Exercise goal. Identify all lines in the data containing the string "directory". Copy them out.

Information provided.
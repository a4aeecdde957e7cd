//! Benchmark configuration types.

use std::fmt;
use std::path::PathBuf;
use std::str::FromStr;

/// Number of serial operations per single-operation benchmark.
pub const DEFAULT_ITERATIONS: usize = 100;

/// Number of independent write→read→stat chains per concurrent batch.
pub const DEFAULT_CONCURRENCY: usize = 10;

/// Scratch directory, relative to the working directory.
pub const DEFAULT_WORKSPACE: &str = "fsbench_tmp";

/// A named payload size.
#[derive(Debug, Clone, Copy, PartialEq, Eq, Hash)]
pub struct SizeBucket {
    /// Human-readable label (e.g. "64KB").
    pub label: &'static str,
    /// Payload length in bytes.
    pub bytes: usize,
}

impl SizeBucket {
    pub const fn new(label: &'static str, bytes: usize) -> Self {
        Self { label, bytes }
    }

    /// Look up a bucket from [`SIZE_BUCKETS`] by label (case-insensitive).
    pub fn from_label(label: &str) -> Option<Self> {
        SIZE_BUCKETS
            .iter()
            .copied()
            .find(|b| b.label.eq_ignore_ascii_case(label))
    }
}

impl fmt::Display for SizeBucket {
    fn fmt(&self, f: &mut fmt::Formatter<'_>) -> fmt::Result {
        f.write_str(self.label)
    }
}

/// Payload sizes measured by every size-parameterized phase, in increasing order.
pub const SIZE_BUCKETS: &[SizeBucket] = &[
    SizeBucket::new("1KB", 1024),
    SizeBucket::new("4KB", 4 * 1024),
    SizeBucket::new("16KB", 16 * 1024),
    SizeBucket::new("64KB", 64 * 1024),
    SizeBucket::new("256KB", 256 * 1024),
    SizeBucket::new("1MB", 1024 * 1024),
    SizeBucket::new("4MB", 4 * 1024 * 1024),
];

/// Filesystem backend serving the benchmarked operations.
#[derive(Debug, Clone, Copy, PartialEq, Eq, Hash)]
pub enum Backend {
    /// `tokio::fs`: every call hops onto the blocking thread pool.
    ThreadPool,
    /// `std::fs` called directly inside the future (no dispatch).
    Inline,
}

impl Backend {
    /// All backends, in run order.
    pub const ALL: [Backend; 2] = [Backend::ThreadPool, Backend::Inline];

    /// Get the full backend name.
    pub fn name(&self) -> &'static str {
        match self {
            Backend::ThreadPool => "tokio blocking thread pool",
            Backend::Inline => "inline std::fs",
        }
    }

    /// Get a short name for display in tables.
    pub fn short_name(&self) -> &'static str {
        match self {
            Backend::ThreadPool => "thread-pool",
            Backend::Inline => "inline",
        }
    }
}

impl fmt::Display for Backend {
    fn fmt(&self, f: &mut fmt::Formatter<'_>) -> fmt::Result {
        f.write_str(self.short_name())
    }
}

impl FromStr for Backend {
    type Err = String;

    fn from_str(s: &str) -> Result<Self, Self::Err> {
        match s.to_lowercase().as_str() {
            "thread-pool" | "threadpool" | "pool" | "tokio" => Ok(Backend::ThreadPool),
            "inline" | "std" => Ok(Backend::Inline),
            _ => Err(format!(
                "Unknown backend: {s}. Valid options: thread-pool, inline, all"
            )),
        }
    }
}

/// Operation measured by a benchmark result.
#[derive(Debug, Clone, Copy, PartialEq, Eq, Hash)]
pub enum OperationType {
    Write,
    Read,
    Stat,
    Concurrent,
    Scenario,
}

impl OperationType {
    pub fn label(&self) -> &'static str {
        match self {
            OperationType::Write => "Write",
            OperationType::Read => "Read",
            OperationType::Stat => "Stat",
            OperationType::Concurrent => "Concurrent",
            OperationType::Scenario => "Real-world",
        }
    }
}

impl fmt::Display for OperationType {
    fn fmt(&self, f: &mut fmt::Formatter<'_>) -> fmt::Result {
        f.write_str(self.label())
    }
}

/// Full configuration for one harness run.
#[derive(Debug, Clone)]
pub struct BenchmarkConfig {
    /// Scratch directory created before and removed after the run.
    pub workspace: PathBuf,
    /// Serial operations per single-operation benchmark.
    pub iterations: usize,
    /// Chains per concurrent batch.
    pub concurrency: usize,
    /// Size buckets to measure, in increasing order.
    pub sizes: Vec<SizeBucket>,
    /// Backends to run, in order.
    pub backends: Vec<Backend>,
    /// Colored console output.
    pub color: bool,
    /// Verbose logging.
    pub verbose: bool,
}

impl Default for BenchmarkConfig {
    fn default() -> Self {
        Self {
            workspace: PathBuf::from(DEFAULT_WORKSPACE),
            iterations: DEFAULT_ITERATIONS,
            concurrency: DEFAULT_CONCURRENCY,
            sizes: SIZE_BUCKETS.to_vec(),
            backends: vec![Backend::ThreadPool],
            color: false,
            verbose: false,
        }
    }
}

impl BenchmarkConfig {
    /// True when results from more than one backend will be compared.
    pub fn is_comparison(&self) -> bool {
        self.backends.len() > 1
    }
}

#[cfg(test)]
mod tests {
    use super::*;

    #[test]
    fn test_size_buckets_strictly_increasing() {
        assert_eq!(SIZE_BUCKETS.first().map(|b| b.bytes), Some(1024));
        assert_eq!(SIZE_BUCKETS.last().map(|b| b.bytes), Some(4 * 1024 * 1024));
        for pair in SIZE_BUCKETS.windows(2) {
            assert!(pair[0].bytes < pair[1].bytes, "{} !< {}", pair[0], pair[1]);
            assert_ne!(pair[0].label, pair[1].label);
        }
    }

    #[test]
    fn test_size_bucket_lookup() {
        assert_eq!(SizeBucket::from_label("64kb"), Some(SizeBucket::new("64KB", 65536)));
        assert_eq!(SizeBucket::from_label("1MB").map(|b| b.bytes), Some(1 << 20));
        assert!(SizeBucket::from_label("3KB").is_none());
    }

    #[test]
    fn test_backend_parsing() {
        assert_eq!("thread-pool".parse::<Backend>().unwrap(), Backend::ThreadPool);
        assert_eq!("TOKIO".parse::<Backend>().unwrap(), Backend::ThreadPool);
        assert_eq!("inline".parse::<Backend>().unwrap(), Backend::Inline);
        assert_eq!("std".parse::<Backend>().unwrap(), Backend::Inline);
        assert!("uring".parse::<Backend>().is_err());
    }

    #[test]
    fn test_default_config() {
        let config = BenchmarkConfig::default();
        assert_eq!(config.iterations, 100);
        assert_eq!(config.concurrency, 10);
        assert_eq!(config.sizes.len(), SIZE_BUCKETS.len());
        assert_eq!(config.backends, vec![Backend::ThreadPool]);
        assert!(!config.is_comparison());
    }
}
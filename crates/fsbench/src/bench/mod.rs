//! Benchmark phases and execution.
//!
//! Each phase is a strict setup → measure sequence returning a [`Timing`]; the
//! [`BenchmarkRunner`] reports it and runs workspace cleanup between buckets.

mod concurrent;
mod runner;
mod scenario;
mod single;

pub use concurrent::bench_concurrent;
pub use runner::BenchmarkRunner;
pub use scenario::{bench_scenario, ScenarioDocument};
pub use single::{bench_read, bench_stat, bench_write};

use crate::config::{Backend, OperationType, SizeBucket};
use std::time::Duration;

/// Progress update for a multi-step benchmark phase.
#[derive(Debug, Clone)]
pub struct PhaseProgress {
    /// Name of the current step (e.g., "Read")
    pub phase_name: &'static str,
    /// Current step index (0-based)
    pub phase_index: usize,
    /// Total number of steps
    pub total_phases: usize,
}

/// Elapsed wall-clock time for a measured loop or batch.
#[derive(Debug, Clone, Copy, PartialEq)]
pub struct Timing {
    /// Total elapsed time from first to last operation.
    pub elapsed: Duration,
    /// Divisor for the per-operation average (iterations or chains).
    pub count: usize,
}

impl Timing {
    pub fn new(elapsed: Duration, count: usize) -> Self {
        Self { elapsed, count }
    }

    /// Raw elapsed time in milliseconds.
    pub fn total_ms(&self) -> f64 {
        self.elapsed.as_secs_f64() * 1000.0
    }

    /// Elapsed time divided by `count`, in milliseconds.
    pub fn mean_ms(&self) -> f64 {
        self.total_ms() / self.count.max(1) as f64
    }
}

/// Result of a single benchmark.
#[derive(Debug, Clone)]
pub struct BenchmarkResult {
    /// Operation type.
    pub operation: OperationType,
    /// Backend that served the operations.
    pub backend: Backend,
    /// Payload size (absent for the scenario).
    pub size: Option<SizeBucket>,
    /// Measured time.
    pub timing: Timing,
}

impl BenchmarkResult {
    pub fn new(
        operation: OperationType,
        backend: Backend,
        size: Option<SizeBucket>,
        timing: Timing,
    ) -> Self {
        Self {
            operation,
            backend,
            size,
            timing,
        }
    }

    /// Display label, e.g. "Write 64KB".
    pub fn label(&self) -> String {
        match self.size {
            Some(size) => format!("{} {}", self.operation, size),
            None => self.operation.to_string(),
        }
    }

    /// Whether `other` measured the same thing (possibly on another backend).
    pub fn same_benchmark(&self, other: &BenchmarkResult) -> bool {
        self.operation == other.operation && self.size == other.size
    }
}
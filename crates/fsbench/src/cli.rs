//! Command-line interface for the benchmark harness.

use crate::config::{
    Backend, BenchmarkConfig, SizeBucket, DEFAULT_CONCURRENCY, DEFAULT_ITERATIONS,
    DEFAULT_WORKSPACE, SIZE_BUCKETS,
};
use anyhow::{bail, Result};
use clap::Parser;
use std::path::PathBuf;

/// Latency harness for async filesystem operations.
///
/// Measures serial write/read/stat latency and concurrent write→read→stat
/// batches across payload sizes from 1KB to 4MB, plus a small JSON
/// config-loading scenario. Run it once per build to compare I/O backends.
#[derive(Parser, Debug)]
#[command(name = "fsbench")]
#[command(author, version, about, long_about = None)]
pub struct Cli {
    /// Scratch directory for generated files (removed at the end).
    #[arg(short = 'd', long = "dir", value_name = "PATH", default_value = DEFAULT_WORKSPACE)]
    pub dir: PathBuf,

    /// Serial operations per single-operation benchmark.
    #[arg(long, default_value_t = DEFAULT_ITERATIONS)]
    pub iterations: usize,

    /// Chains per concurrent batch.
    #[arg(long, default_value_t = DEFAULT_CONCURRENCY)]
    pub concurrency: usize,

    /// Backends to benchmark.
    ///
    /// Valid values: thread-pool (tokio::fs), inline (std::fs), all.
    /// Defaults to thread-pool. With more than one, a comparison is printed.
    #[arg(short = 'b', long = "backend", value_name = "NAME")]
    pub backends: Vec<String>,

    /// Restrict to specific payload sizes.
    ///
    /// Valid values: 1KB, 4KB, 16KB, 64KB, 256KB, 1MB, 4MB.
    /// Can be specified multiple times. Defaults to all.
    #[arg(short = 's', long = "size", value_name = "LABEL")]
    pub sizes: Vec<String>,

    /// Disable colored output.
    #[arg(long, conflicts_with = "color")]
    pub no_color: bool,

    /// Force colored output (even when not a TTY).
    #[arg(long, conflicts_with = "no_color")]
    pub color: bool,

    /// Verbose output.
    #[arg(short = 'v', long)]
    pub verbose: bool,
}

impl Cli {
    /// Build and validate the run configuration.
    pub fn into_config(self) -> Result<BenchmarkConfig> {
        if self.iterations == 0 {
            bail!("Iterations must be at least 1");
        }
        if self.concurrency == 0 {
            bail!("Concurrency must be at least 1");
        }

        let backends = self.parse_backends()?;
        let sizes = self.parse_sizes()?;

        // --color forces it on, --no-color forces it off
        let color = self.color || (!self.no_color && supports_color());

        Ok(BenchmarkConfig {
            workspace: self.dir,
            iterations: self.iterations,
            concurrency: self.concurrency,
            sizes,
            backends,
            color,
            verbose: self.verbose,
        })
    }

    /// Parse backend names, keeping the given order and dropping duplicates.
    fn parse_backends(&self) -> Result<Vec<Backend>> {
        if self.backends.is_empty() {
            return Ok(vec![Backend::ThreadPool]);
        }

        let mut backends = Vec::new();
        for name in &self.backends {
            let selected: Vec<Backend> = if name.eq_ignore_ascii_case("all") {
                Backend::ALL.to_vec()
            } else {
                vec![name.parse().map_err(|e: String| anyhow::anyhow!(e))?]
            };
            for backend in selected {
                if !backends.contains(&backend) {
                    backends.push(backend);
                }
            }
        }

        Ok(backends)
    }

    /// Resolve size labels, keeping the canonical increasing order.
    fn parse_sizes(&self) -> Result<Vec<SizeBucket>> {
        if self.sizes.is_empty() {
            return Ok(SIZE_BUCKETS.to_vec());
        }

        let unknown: Vec<&str> = self
            .sizes
            .iter()
            .filter(|label| SizeBucket::from_label(label.as_str()).is_none())
            .map(String::as_str)
            .collect();
        if !unknown.is_empty() {
            let valid: Vec<&str> = SIZE_BUCKETS.iter().map(|b| b.label).collect();
            bail!(
                "Unknown size(s): {}. Valid options: {}",
                unknown.join(", "),
                valid.join(", ")
            );
        }

        Ok(SIZE_BUCKETS
            .iter()
            .copied()
            .filter(|bucket| {
                self.sizes
                    .iter()
                    .any(|label| bucket.label.eq_ignore_ascii_case(label))
            })
            .collect())
    }
}

/// Check if the terminal supports colors.
fn supports_color() -> bool {
    // Check NO_COLOR environment variable (https://no-color.org/)
    if std::env::var_os("NO_COLOR").is_some() {
        return false;
    }

    // Check FORCE_COLOR environment variable (common convention)
    if std::env::var_os("FORCE_COLOR").is_some() {
        return true;
    }

    // Check if stdout is a TTY
    #[cfg(unix)]
    {
        use std::os::unix::io::AsRawFd;
        unsafe { libc::isatty(std::io::stdout().as_raw_fd()) != 0 }
    }

    #[cfg(not(unix))]
    {
        true
    }
}
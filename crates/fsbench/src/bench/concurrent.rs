//! Concurrent-operation benchmark.
//!
//! Launches a fixed batch of independent write → read → stat chains, each on its
//! own file, and measures wall-clock time until every chain has finished. The
//! chains are joined in the calling task; the backend decides how much of the
//! underlying I/O actually overlaps.

use crate::bench::Timing;
use crate::config::SizeBucket;
use crate::fs::FileSystem;
use crate::workspace::{Workspace, CONCURRENT_PREFIX};
use anyhow::{Context, Result};
use futures::future::try_join_all;
use std::path::Path;
use std::time::Instant;

/// One chain: write the payload, read it back, stat it.
async fn run_chain<F: FileSystem>(fs: &F, path: &Path, data: &[u8]) -> Result<()> {
    fs.write_bytes(path, data)
        .await
        .with_context(|| format!("Failed to write {}", path.display()))?;

    let content = fs
        .read_bytes(path)
        .await
        .with_context(|| format!("Failed to read {}", path.display()))?;
    if content.len() != data.len() {
        anyhow::bail!(
            "Read {} bytes from {}, expected {}",
            content.len(),
            path.display(),
            data.len()
        );
    }

    let metadata = fs
        .stat(path)
        .await
        .with_context(|| format!("Failed to stat {}", path.display()))?;
    std::hint::black_box(metadata);

    Ok(())
}

/// Run `concurrency` chains at once and time the whole batch.
///
/// The returned [`Timing`] has `count == concurrency`, so `total_ms()` is the
/// batch time and `mean_ms()` the per-chain average. The first failing chain
/// fails the batch.
pub async fn bench_concurrent<F: FileSystem>(
    fs: &F,
    workspace: &Workspace,
    size: SizeBucket,
    concurrency: usize,
) -> Result<Timing> {
    let data = vec![0u8; size.bytes];
    let paths: Vec<_> = (0..concurrency)
        .map(|i| workspace.scratch_file(CONCURRENT_PREFIX, i))
        .collect();

    let start = Instant::now();
    try_join_all(paths.iter().map(|path| run_chain(fs, path, &data))).await?;
    let elapsed = start.elapsed();

    tracing::debug!(
        "{}: {} concurrent chains of {} in {:?}",
        fs.name(),
        concurrency,
        size,
        elapsed
    );
    Ok(Timing::new(elapsed, concurrency))
}
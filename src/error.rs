use thiserror::Error;

#[derive(Debug, Error, Clone, PartialEq, Eq)]
pub enum Error {
    /// A required argument was absent. Carries the parameter name.
    #[error("Argument must be present: {0}")]
    InvalidArgument(&'static str),
    #[error("Sequence contains no elements")]
    OutOfRange,
    #[error("Operation was cancelled")]
    Cancelled,
}

pub type Result<T> = std::result::Result<T, Error>;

Answer to the problem.
/// Scratch directory, relative to the working directory.
    /// Scratch directory created before and removed after the run.
    /// Scratch directory for generated files (removed at the end).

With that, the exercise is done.